Saved entries:
···

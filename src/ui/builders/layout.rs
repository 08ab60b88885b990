// Copyright 2025 Eric Jingryd (tidynest@proton.me)
//
// Licensed under the Apache License, Version 2.0 (the "License");
// you may not use this file except in compliance with the License.
// You may obtain a copy of the License at
//
//     http://www.apache.org/licenses/LICENSE-2.0
//
// Unless required by applicable law or agreed to in writing, software
// distributed under the License is distributed on an "AS IS" BASIS,
// WITHOUT WARRANTIES OR CONDITIONS OF ANY KIND, either express or implied.
// See the License for the specific language governing permissions and
// limitations under the License.

//! Layout builder
//!
//! Creates the application window and the main view inside it.

use gtk4::{Application, ApplicationWindow};

use crate::{
    config::Settings,
    core::{AssetResolver, Rgba},
    ui::components::MainView,
};

/// Window title
pub const WINDOW_TITLE: &str = "Modelo-Vista-Controlador";

/// Builds the main window and its content
///
/// Creates an `ApplicationWindow` sized from `settings` containing a
/// horizontal split with:
///   - Left: the image area (grows and shrinks with the window)
///   - Right: the side panel (keeps its natural width)
///
/// # Returns
///
/// Tuple of (window, main_view)
pub fn build_main_layout(
    app: &Application,
    settings: &Settings,
    initial_color: Rgba,
) -> (ApplicationWindow, MainView) {
    let window = ApplicationWindow::builder()
        .application(app)
        .title(WINDOW_TITLE)
        .default_width(settings.window_width)
        .default_height(settings.window_height)
        .build();

    let resolver = AssetResolver::with_images_dir(settings.images_dir.clone());
    let main_view = MainView::new(&window, resolver, initial_color);

    (window, main_view)
}
//! Error types shared across the workspace

use crate::{ProviderKind, Role};
use thiserror::Error;

/// Front-matter configuration errors.
#[derive(Debug, Clone, Error, PartialEq, Eq)]
pub enum ConfigError {
    #[error("Invalid config: {reason}")]
    InvalidConfig { reason: String },

    #[error("Provider not supported: {provider}")]
    UnknownProvider { provider: String },
}

/// A message part that a provider's wire format cannot represent.
#[derive(Debug, Clone, Error, PartialEq, Eq)]
#[error("{provider} cannot represent {part} content in a {role} message: {reason}")]
pub struct UnsupportedContentError {
    pub provider: ProviderKind,
    pub role: Role,
    /// Kind of the offending content part (see [`crate::ContentPart::kind`]).
    pub part: String,
    pub reason: String,
}

impl UnsupportedContentError {
    pub fn new(
        provider: ProviderKind,
        role: Role,
        part: impl Into<String>,
        reason: impl Into<String>,
    ) -> Self {
        Self {
            provider,
            role,
            part: part.into(),
            reason: reason.into(),
        }
    }
}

···

• Problem to solve: The answer is the lines above between the line holding "repository 08ab60b88885b990" and the line holding "pub enum ConfigError", inclusive, each written out exactly, and no others.

• Solution:
repository 08ab60b88885b990
// Copyright 2025 Eric Jingryd (tidynest@proton.me)
//
// Licensed under the Apache License, Version 2.0 (the "License");
// you may not use this file except in compliance with the License.
// You may obtain a copy of the License at
//
//     http://www.apache.org/licenses/LICENSE-2.0
//
// Unless required by applicable law or agreed to in writing, software
// distributed under the License is distributed on an "AS IS" BASIS,
// WITHOUT WARRANTIES OR CONDITIONS OF ANY KIND, either express or implied.
// See the License for the specific language governing permissions and
// limitations under the License.

//! Layout builder
//!
//! Creates the application window and the main view inside it.

use gtk4::{Application, ApplicationWindow};

use crate::{
    config::Settings,
    core::{AssetResolver, Rgba},
    ui::components::MainView,
};

/// Window title
pub const WINDOW_TITLE: &str = "Modelo-Vista-Controlador";

/// Builds the main window and its content
///
/// Creates an `ApplicationWindow` sized from `settings` containing a
/// horizontal split with:
///   - Left: the image area (grows and shrinks with the window)
///   - Right: the side panel (keeps its natural width)
///
/// # Returns
///
/// Tuple of (window, main_view)
pub fn build_main_layout(
    app: &Application,
    settings: &Settings,
    initial_color: Rgba,
) -> (ApplicationWindow, MainView) {
    let window = ApplicationWindow::builder()
        .application(app)
        .title(WINDOW_TITLE)
        .default_width(settings.window_width)
        .default_height(settings.window_height)
        .build();

    let resolver = AssetResolver::with_images_dir(settings.images_dir.clone());
    let main_view = MainView::new(&window, resolver, initial_color);

    (window, main_view)
}
//! Error types shared across the workspace

use crate::{ProviderKind, Role};
use thiserror::Error;

/// Front-matter configuration errors.
#[derive(Debug, Clone, Error, PartialEq, Eq)]
pub enum ConfigError {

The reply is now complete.